Why was 1inch not affected?
TrustedVolumes operates independently as a liquidity provider — it uses the 1inch network as a resolver, but maintains separate infrastructure, its own contracts and separate custody. The exploit was exclusively in TrustedVolumes' custom RFQ contract; no 1inch router contract, no standard platform liquidity source, no 1inch user funds were affected. 1inch issued an official statement severing the brand from the incident.
Who is the attacker and why is he "recidivist"?
Security firm Blockaid attributed the May 2026 exploit to the same operator who drained $5 million from the 1inch Fusion V1 Settlement contract in March 2025. In both cases, TrustedVolumes was the primary victim. The two attacks used different technical vectors (EVM memory manipulation in 2025; access control flaw in 2026), but the on-chain evidence of coordination between the addresses used in both events is what supports the attribution. The attacker accumulated $11.7 million from the same victim in fourteen months.
Why did TrustedVolumes negotiate with the hacker instead of requesting a freeze or bailout?
TrustedVolumes is a medium-sized liquidity resolver, without institutional weight to trigger DeFi-United-style bailout (as happened with Aave after Kelp DAO) and without a cooperative L2 to trigger on-chain freeze (as happened with Arbitrum). For protocols in this category, negotiating a white-hat bounty is mathematically superior to losing everything: most funds are typically returned in exchange for a "commission" to the attacker. The agreement is incentive-compatible for the individual victim, but creates market incentive for other attackers to prefer the negotiation path over fleeing via mixer.

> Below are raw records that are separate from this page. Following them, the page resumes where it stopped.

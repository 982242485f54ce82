//! Fakes and builders shared by the domain unit tests.

use std::collections::{HashMap, HashSet};
use std::sync::Arc;
use std::sync::atomic::{AtomicUsize, Ordering};

use async_trait::async_trait;
use parking_lot::Mutex;
use secrecy::ExposeSecret;
use sso_engine_sdk::{
    AuthenticatedPrincipal, AupPluginClient, AupTerms, Credential, CredentialResolverPluginClient,
    Principal, SecondFactorPluginClient, SsoError, SurrogateAuthorizationPluginClient,
};
use time::macros::datetime;

use crate::domain::clock::ManualClock;
use crate::domain::expiration::ExpirationPolicy;
use crate::domain::ids::TicketIdGenerator;
use crate::domain::registry::TicketRegistry;
use crate::infra::storage::InMemoryTicketStore;

pub fn principal(id: &str) -> Principal {
    Principal::new(id)
}

pub fn registry_with_clock() -> (Arc<TicketRegistry>, Arc<ManualClock>) {
    let clock = Arc::new(ManualClock::new(datetime!(2024-05-01 12:00 UTC)));
    let registry = TicketRegistry::new(
        Arc::new(InMemoryTicketStore::new()),
        TicketIdGenerator::default(),
        ExpirationPolicy::default(),
        clock.clone(),
    );
    (Arc::new(registry), clock)
}

#[derive(Clone)]
struct FakeUser {
    password: Option<String>,
    principal: Principal,
    mfa: Option<String>,
}

#[derive(Default)]
pub struct FakeCredentials {
    users: HashMap<String, FakeUser>,
}

impl FakeCredentials {
    #[must_use]
    pub fn with_user(mut self, id: &str, password: &str, attrs: &[(&str, &str)]) -> Self {
        let mut principal = Principal::new(id);
        for (name, value) in attrs {
            principal.attributes.insert_single(*name, *value);
        }
        self.users.insert(
            id.to_owned(),
            FakeUser {
                password: Some(password.to_owned()),
                principal,
                mfa: None,
            },
        );
        self
    }

    #[must_use]
    pub fn with_mfa(mut self, id: &str, provider: &str) -> Self {
        if let Some(user) = self.users.get_mut(id) {
            user.mfa = Some(provider.to_owned());
        }
        self
    }

    #[must_use]
    pub fn with_passwordless(mut self, id: &str, provider: &str) -> Self {
        self.users.insert(
            id.to_owned(),
            FakeUser {
                password: None,
                principal: Principal::new(id),
                mfa: Some(provider.to_owned()),
            },
        );
        self
    }
}

#[async_trait]
impl CredentialResolverPluginClient for FakeCredentials {
    async fn authenticate(
        &self,
        credential: &Credential,
    ) -> Result<AuthenticatedPrincipal, SsoError> {
        let user = self
            .users
            .get(credential.username())
            .ok_or_else(|| SsoError::AuthenticationFailed("unknown user".to_owned()))?;
        let accepted = match (credential, &user.password) {
            (Credential::UsernamePassword { password, .. }, Some(expected)) => {
                password.expose_secret() == expected.as_str()
            }
            (Credential::Passwordless { .. }, None) => true,
            _ => false,
        };
        if !accepted {
            return Err(SsoError::AuthenticationFailed("bad credentials".to_owned()));
        }
        Ok(AuthenticatedPrincipal {
            principal: user.principal.clone(),
            multifactor_provider: user.mfa.clone(),
        })
    }

    async fn lookup(&self, username: &str) -> Result<Option<Principal>, SsoError> {
        Ok(self.users.get(username).map(|u| u.principal.clone()))
    }
}

/// Accepts a single fixed token and counts verifications.
pub struct FakeSecondFactor {
    token: String,
    pub calls: AtomicUsize,
}

impl FakeSecondFactor {
    pub fn accepting(token: &str) -> Self {
        Self {
            token: token.to_owned(),
            calls: AtomicUsize::new(0),
        }
    }

    pub fn calls(&self) -> usize {
        self.calls.load(Ordering::SeqCst)
    }
}

#[async_trait]
impl SecondFactorPluginClient for FakeSecondFactor {
    async fn verify(
        &self,
        _principal: &str,
        _provider: &str,
        token: &str,
    ) -> Result<bool, SsoError> {
        self.calls.fetch_add(1, Ordering::SeqCst);
        Ok(token == self.token)
    }
}

#[derive(Default)]
pub struct FakeAup {
    accepted: Mutex<HashSet<String>>,
}

impl FakeAup {
    pub fn accepted_by(&self, principal: &str) {
        self.accepted.lock().insert(principal.to_owned());
    }
}

#[async_trait]
impl AupPluginClient for FakeAup {
    async fn terms(&self, _principal: &Principal) -> Result<AupTerms, SsoError> {
        Ok(AupTerms {
            code: "screen.aup.policyterms".to_owned(),
            default_text: "Be nice.".to_owned(),
        })
    }

    async fn accept(&self, principal: &Principal) -> Result<(), SsoError> {
        self.accepted.lock().insert(principal.id.clone());
        Ok(())
    }

    async fn status(&self, principal: &Principal) -> Result<bool, SsoError> {
        Ok(self.accepted.lock().contains(&principal.id))
    }
}

#[derive(Default)]
pub struct FakeSurrogates {
    allowed: HashSet<(String, String)>,
}

impl FakeSurrogates {
    #[must_use]
    pub fn allow(mut self, delegate: &str, target: &str) -> Self {
        self.allowed.insert((delegate.to_owned(), target.to_owned()));
        self
    }
}

#[async_trait]
impl SurrogateAuthorizationPluginClient for FakeSurrogates {
    async fn can_impersonate(&self, delegate: &str, target: &str) -> Result<bool, SsoError> {
        Ok(self
            .allowed
            .contains(&(delegate.to_owned(), target.to_owned())))
    }
}
use serde::{Deserialize, Serialize};
use sso_engine_sdk::{Attributes, Credential, Principal, surrogate_attributes};
use time::OffsetDateTime;

use crate::domain::oidc::{AuthorizationRequest, TokenRequest};
use crate::domain::registry::TgtStatus;

/// A flag parameter counts as set when present, unless it says `false`.
fn flag(value: Option<&str>) -> bool {
    value.is_some_and(|v| !v.eq_ignore_ascii_case("false"))
}

fn non_empty(value: Option<String>) -> Option<String> {
    value.filter(|v| !v.trim().is_empty())
}

/// Build a credential; a missing or empty password means passwordless.
fn credential(username: &str, password: Option<String>) -> Credential {
    match non_empty(password) {
        Some(password) => Credential::password(username.trim(), password),
        None => Credential::passwordless(username.trim()),
    }
}

#[derive(Debug, Default, Deserialize)]
pub struct LoginQuery {
    pub service: Option<String>,
    pub renew: Option<String>,
}

impl LoginQuery {
    #[must_use]
    pub fn service(&self) -> Option<String> {
        non_empty(self.service.clone())
    }

    #[must_use]
    pub fn renew(&self) -> bool {
        flag(self.renew.as_deref())
    }
}

#[derive(Debug, Deserialize)]
pub struct LoginForm {
    #[serde(default)]
    pub username: String,
    pub password: Option<String>,
    pub service: Option<String>,
    pub renew: Option<String>,
    /// Explicit surrogate target.
    pub surrogate: Option<String>,
}

impl LoginForm {
    #[must_use]
    pub fn credential(&self) -> Credential {
        credential(&self.username, self.password.clone())
    }

    #[must_use]
    pub fn service(&self) -> Option<String> {
        non_empty(self.service.clone())
    }

    #[must_use]
    pub fn renew(&self) -> bool {
        flag(self.renew.as_deref())
    }

    #[must_use]
    pub fn surrogate(&self) -> Option<String> {
        non_empty(self.surrogate.clone())
    }
}

#[derive(Debug, Deserialize)]
pub struct AupForm {
    pub execution: String,
    #[serde(default)]
    pub decision: String,
}

#[derive(Debug, Deserialize)]
pub struct FlowQuery {
    pub execution: String,
}

#[derive(Debug, Serialize)]
pub struct AupStatusDto {
    pub execution: String,
    pub accepted: bool,
}

#[derive(Debug, Deserialize)]
pub struct MfaForm {
    pub execution: String,
    #[serde(default)]
    pub token: String,
    pub remember: Option<String>,
    #[serde(rename = "deviceName")]
    pub device_name: Option<String>,
}

impl MfaForm {
    #[must_use]
    pub fn remember(&self) -> bool {
        flag(self.remember.as_deref())
    }
}

#[derive(Debug, Default, Deserialize)]
pub struct LogoutParams {
    pub service: Option<String>,
    pub url: Option<String>,
}

impl LogoutParams {
    /// Requested post-logout destination.
    #[must_use]
    pub fn target(&self) -> Option<String> {
        non_empty(self.service.clone()).or_else(|| non_empty(self.url.clone()))
    }
}

#[derive(Debug, Default, Deserialize)]
pub struct ValidateParams {
    #[serde(default)]
    pub service: String,
    #[serde(default)]
    pub ticket: String,
    pub format: Option<String>,
}

impl ValidateParams {
    #[must_use]
    pub fn json(&self) -> bool {
        self.format
            .as_deref()
            .is_some_and(|f| f.eq_ignore_ascii_case("json"))
    }
}

#[derive(Debug, Deserialize)]
pub struct RestCredentialsForm {
    #[serde(default)]
    pub username: String,
    pub password: Option<String>,
    /// One-time token for accounts with a multifactor provider.
    pub token: Option<String>,
}

impl RestCredentialsForm {
    #[must_use]
    pub fn credential(&self) -> Credential {
        credential(&self.username, self.password.clone())
    }
}

#[derive(Debug, Deserialize)]
pub struct RestServiceForm {
    #[serde(default)]
    pub service: String,
}

#[derive(Debug, Serialize)]
#[serde(rename_all = "camelCase")]
pub struct TgtStatusDto {
    pub id: String,
    pub principal: String,
    #[serde(with = "time::serde::rfc3339")]
    pub created_at: OffsetDateTime,
    #[serde(with = "time::serde::rfc3339")]
    pub last_used_at: OffsetDateTime,
    #[serde(with = "time::serde::rfc3339")]
    pub expires_at: OffsetDateTime,
    pub renewable: bool,
    pub children: usize,
}

impl From<TgtStatus> for TgtStatusDto {
    fn from(s: TgtStatus) -> Self {
        Self {
            id: s.id,
            principal: s.principal,
            created_at: s.created_at,
            last_used_at: s.last_used_at,
            expires_at: s.expires_at,
            renewable: s.renewable,
            children: s.children,
        }
    }
}

#[derive(Debug, Serialize)]
pub struct PrincipalDto {
    pub id: String,
    pub attributes: Attributes,
}

#[derive(Debug, Serialize)]
#[serde(rename_all = "camelCase")]
pub struct AuthenticationDto {
    pub principal: PrincipalDto,
    /// Authentication-level attributes. Surrogate markers are repeated here
    /// next to the principal's copy.
    pub attributes: Attributes,
    #[serde(with = "time::serde::rfc3339")]
    pub authentication_date: OffsetDateTime,
}

impl AuthenticationDto {
    #[must_use]
    pub fn new(principal: Principal, authentication_date: OffsetDateTime) -> Self {
        let attributes = principal
            .attributes
            .iter()
            .filter(|(name, _)| surrogate_attributes::ALL.contains(&name.as_str()))
            .map(|(name, values)| (name.clone(), values.clone()))
            .collect();
        Self {
            principal: PrincipalDto {
                id: principal.id,
                attributes: principal.attributes,
            },
            attributes,
            authentication_date,
        }
    }
}

#[derive(Debug, Serialize)]
pub struct UserAuthenticationDto {
    pub authentication: AuthenticationDto,
}

#[derive(Debug, Serialize)]
#[serde(rename_all = "camelCase")]
pub struct HealthDto {
    pub status: &'static str,
    pub tickets: usize,
    pub pending_flows: usize,
}

#[derive(Debug, Deserialize)]
pub struct ConsentForm {
    #[serde(default)]
    pub response_type: String,
    #[serde(default)]
    pub client_id: String,
    #[serde(default)]
    pub redirect_uri: String,
    #[serde(default)]
    pub scope: String,
    pub state: Option<String>,
    pub nonce: Option<String>,
    #[serde(default)]
    pub decision: String,
}

impl ConsentForm {
    #[must_use]
    pub fn allowed(&self) -> bool {
        self.decision.eq_ignore_ascii_case("allow")
    }

    #[must_use]
    pub fn into_request(self) -> AuthorizationRequest {
        AuthorizationRequest {
            response_type: self.response_type,
            client_id: self.client_id,
            redirect_uri: self.redirect_uri,
            scope: self.scope,
            state: self.state,
            nonce: self.nonce,
        }
    }
}

#[derive(Debug, Default, Deserialize)]
pub struct TokenParams {
    #[serde(default)]
    pub grant_type: String,
    #[serde(default)]
    pub code: String,
    #[serde(default)]
    pub redirect_uri: String,
    pub client_id: Option<String>,
    pub client_secret: Option<String>,
}

impl TokenParams {
    /// Merge with HTTP Basic client credentials, which take precedence.
    #[must_use]
    pub fn into_request(self, basic: Option<(String, String)>) -> TokenRequest {
        let (client_id, client_secret) = basic.unwrap_or_else(|| {
            (
                self.client_id.unwrap_or_default(),
                self.client_secret.unwrap_or_default(),
            )
        });
        TokenRequest {
            grant_type: self.grant_type,
            code: self.code,
            redirect_uri: self.redirect_uri,
            client_id,
            client_secret,
        }
    }
}

#[derive(Debug, Default, Deserialize)]
pub struct ProfileQuery {
    pub access_token: Option<String>,
}

/// OAuth 2.0 error body of the token endpoint.
#[derive(Debug, Serialize)]
pub struct OAuthErrorDto {
    pub error: &'static str,
    pub error_description: String,
}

Is this model of "negotiating bounty with hacker" new?
It is not absolutely new — famous cases like Poly Network (2021) and Wormhole had similar outcomes. What changes in 2026 is the frequency. After the KelpDAO hack in April, the sector consolidated three distinct public policies for responding to exploits: on-chain freeze, collective bailout and direct negotiation. TrustedVolumes formally inaugurates the third way as a standardized mechanism, in parallel with the other two. The incentive risk is that negotiation becomes a compulsory annuity paid by victims to recurrent operators.
What does April 2026 represent in crypto hacks?
April 2026 was the worst month in measured crypto history by number of incidents (more than 40 attacks) and the second worst in total value ($647 million), losing only to February 2025 (Bybit). The jump represented +1,140% month-over-month compared to March. Two incidents dominated: Drift Protocol ($285 million, attributed to North Korean UNC4736) and KelpDAO ($293 million), totaling 89% of losses. Groups linked to North Korea account for 76% of losses throughout all of 2026 through April.